The Phosphoria project is through the U.S. Geological Survey’s Earth Mapping Resources Initiative (USGS Earth MRI) program. It is a four-state cooperative effort, administered by the Idaho Geological Survey, to evaluate enrichment of critical minerals in the Permian Phosphoria Formation. Often referred to as the Western Phosphate Field, this region in Wyoming, Idaho, Utah, and Montana is one of the largest commercial resources of phosphate rock worldwide. Phosphorus has been mined in the area for the fertilizer industry since the early 1900s.
The first batches of samples have been submitted to the USGS for geochemical analyses, and while the team waits for data, they are busy planning fieldwork for the upcoming summer. Plans include additional sampling at last summer's sites and new locations near Dubois and Cokeville. Geochemical and detailed stratigraphic measurements will give a regionally representative framework for understanding the occurrences and distributions of critical minerals, especially rare earth elements, within the Phosphoria Formation.

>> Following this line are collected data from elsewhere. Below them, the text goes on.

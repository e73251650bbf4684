//! Spreadsheet side of the run: where pending requests come from and where
//! outcomes go back to.

use std::time::Duration;

use serde::Deserialize;
use serde_json::{json, Value};
use tracing::{debug, warn};
use url::Url;

use crate::error::BatchError;
use crate::retry::RetryPolicy;

pub mod credentials;

pub use credentials::{Credentials, CredentialsError};

pub const SHEETS_API: &str = "https://sheets.googleapis.com/v4/spreadsheets";
pub const DEFAULT_SHEET: &str = "Form Responses 1";
pub const DEFAULT_FIRST_ROW: u32 = 2;

/// Column holding the outcome; cells after it are never read.
pub const OUTCOME_COLUMN: char = 'D';

#[derive(Debug, thiserror::Error, Clone, PartialEq, Eq)]
pub enum StoreError {
    #[error("sheet service unreachable: {0}")]
    Transport(String),
    #[error("sheet service returned HTTP {status}: {body}")]
    Status { status: u16, body: String },
    #[error("decoding sheet response: {0}")]
    Decode(String),
    #[error("building sheet url: {0}")]
    Url(String),
}

impl StoreError {
    pub fn is_transient(&self) -> bool {
        match self {
            StoreError::Transport(_) => true,
            StoreError::Status { status, .. } => *status == 429 || *status >= 500,
            StoreError::Decode(_) | StoreError::Url(_) => false,
        }
    }
}

pub trait RowStore {
    fn fetch_rows(&mut self, source: &str, range: &str) -> Result<Vec<Vec<String>>, StoreError>;
    fn update_cell(&mut self, source: &str, cell: &str, value: &str) -> Result<(), StoreError>;
}

impl<S: RowStore + ?Sized> RowStore for &mut S {
    fn fetch_rows(&mut self, source: &str, range: &str) -> Result<Vec<Vec<String>>, StoreError> {
        (**self).fetch_rows(source, range)
    }

    fn update_cell(&mut self, source: &str, cell: &str, value: &str) -> Result<(), StoreError> {
        (**self).update_cell(source, cell, value)
    }
}

/// Maps row positions to A1 ranges.
#[derive(Clone, Debug, PartialEq, Eq)]
pub struct SheetLayout {
    pub sheet: String,
    pub first_row: u32,
}

impl Default for SheetLayout {
    fn default() -> Self {
        Self {
            sheet: DEFAULT_SHEET.to_string(),
            first_row: DEFAULT_FIRST_ROW,
        }
    }
}

impl SheetLayout {
    pub fn read_range(&self) -> String {
        format!("{}!A{}:{OUTCOME_COLUMN}", self.sheet, self.first_row)
    }

    /// Outcome cell of the `index`-th fetched row.
    pub fn outcome_cell(&self, index: usize) -> String {
        format!(
            "{}!{OUTCOME_COLUMN}{}",
            self.sheet,
            index as u64 + u64::from(self.first_row)
        )
    }
}

/// One spreadsheet, bound to a store and the layout of its request sheet.
pub struct Worksheet<S> {
    store: S,
    spreadsheet: String,
    layout: SheetLayout,
    retry: RetryPolicy,
}

impl<S: RowStore> Worksheet<S> {
    pub fn new(store: S, spreadsheet: impl Into<String>, layout: SheetLayout, retry: RetryPolicy) -> Self {
        Self {
            store,
            spreadsheet: spreadsheet.into(),
            layout,
            retry,
        }
    }

    pub fn store(&self) -> &S {
        &self.store
    }

    pub fn into_store(self) -> S {
        self.store
    }

    pub fn fetch_rows(&mut self) -> Result<Vec<Vec<String>>, BatchError> {
        let range = self.layout.read_range();
        self.store
            .fetch_rows(&self.spreadsheet, &range)
            .map_err(|source| BatchError::Fetch {
                spreadsheet: self.spreadsheet.clone(),
                range,
                source,
            })
    }

    /// Write `value` into the outcome cell of row `index`, retrying transient
    /// failures. Returns the cell that was written.
    pub fn write_outcome(&mut self, index: usize, value: &str) -> Result<String, BatchError> {
        let cell = self.layout.outcome_cell(index);
        let store = &mut self.store;
        let spreadsheet = self.spreadsheet.as_str();
        let result = self.retry.retry(
            |attempt| {
                if attempt > 0 {
                    warn!(attempt, cell = %cell, "retrying outcome write");
                }
                store.update_cell(spreadsheet, &cell, value)
            },
            StoreError::is_transient,
        );
        match result {
            Ok(()) => Ok(cell),
            Err(source) => Err(BatchError::WriteBack { cell, source }),
        }
    }
}

#[derive(Deserialize)]
struct ValueRange {
    #[serde(default)]
    values: Vec<Vec<Value>>,
}

fn cell_text(value: Value) -> String {
    match value {
        Value::String(s) => s,
        Value::Null => String::new(),
        other => other.to_string(),
    }
}

fn decode_value_range(body: &str) -> Result<Vec<Vec<String>>, StoreError> {
    let range: ValueRange =
        serde_json::from_str(body).map_err(|e| StoreError::Decode(e.to_string()))?;
    Ok(range
        .values
        .into_iter()
        .map(|row| row.into_iter().map(cell_text).collect())
        .collect())
}

/// Google Sheets v4 values API.
pub struct SheetsClient {
    agent: ureq::Agent,
    base: Url,
    access_token: String,
}

impl SheetsClient {
    pub fn new(access_token: String, timeout: Duration) -> Result<Self, StoreError> {
        let agent = ureq::AgentBuilder::new()
            .timeout_connect(timeout)
            .timeout_read(timeout)
            .timeout_write(timeout)
            .build();
        Self::with_agent(agent, SHEETS_API, access_token)
    }

    pub fn with_agent(agent: ureq::Agent, base: &str, access_token: String) -> Result<Self, StoreError> {
        let base = Url::parse(base).map_err(|e| StoreError::Url(e.to_string()))?;
        Ok(Self {
            agent,
            base,
            access_token,
        })
    }

    fn values_url(&self, source: &str, range: &str) -> Result<Url, StoreError> {
        let mut url = self.base.clone();
        url.path_segments_mut()
            .map_err(|_| StoreError::Url(format!("{} cannot take a path", self.base)))?
            .push(source)
            .push("values")
            .push(range);
        Ok(url)
    }

    fn send(&self, request: ureq::Request, body: Option<Value>) -> Result<String, StoreError> {
        let request = request.set("Authorization", &format!("Bearer {}", self.access_token));
        let result = match body {
            Some(body) => request.send_json(body),
            None => request.call(),
        };
        match result {
            Ok(response) => response
                .into_string()
                .map_err(|e| StoreError::Decode(e.to_string())),
            Err(ureq::Error::Status(status, response)) => Err(StoreError::Status {
                status,
                body: response.into_string().unwrap_or_default(),
            }),
            Err(ureq::Error::Transport(transport)) => Err(StoreError::Transport(transport.to_string())),
        }
    }
}

impl RowStore for SheetsClient {
    fn fetch_rows(&mut self, source: &str, range: &str) -> Result<Vec<Vec<String>>, StoreError> {
        let url = self.values_url(source, range)?;
        debug!(%url, "fetching rows");
        let body = self.send(self.agent.get(url.as_str()), None)?;
        decode_value_range(&body)
    }

    fn update_cell(&mut self, source: &str, cell: &str, value: &str) -> Result<(), StoreError> {
        let mut url = self.values_url(source, cell)?;
        url.query_pairs_mut().append_pair("valueInputOption", "RAW");
        debug!(%url, "updating cell");
        let body = json!({
            "range": cell,
            "majorDimension": "ROWS",
            "values": [[value]],
        });
        self.send(self.agent.put(url.as_str()), Some(body))?;
        Ok(())
    }
}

(Caption: WSGS geologists sample the Meade Peak and Rex Chert members of the Phosphoria Formation at a site along the Gros Ventre River. The Meade Peak Member of the Phosphoria Formation contains phosphate-rich mudstone, carbonates, and shales, which weather easily, forming soft slopes. The overlying units are much more resistant to weathering, and form prominent ledges above the Meade Peak slope. The Meade Peak is overlain by the Rex Chert member of the Phosphoria Formation, above which are interfingering sandstones and dolomites of the Park City Formation and the Shedhorn Sandstone.)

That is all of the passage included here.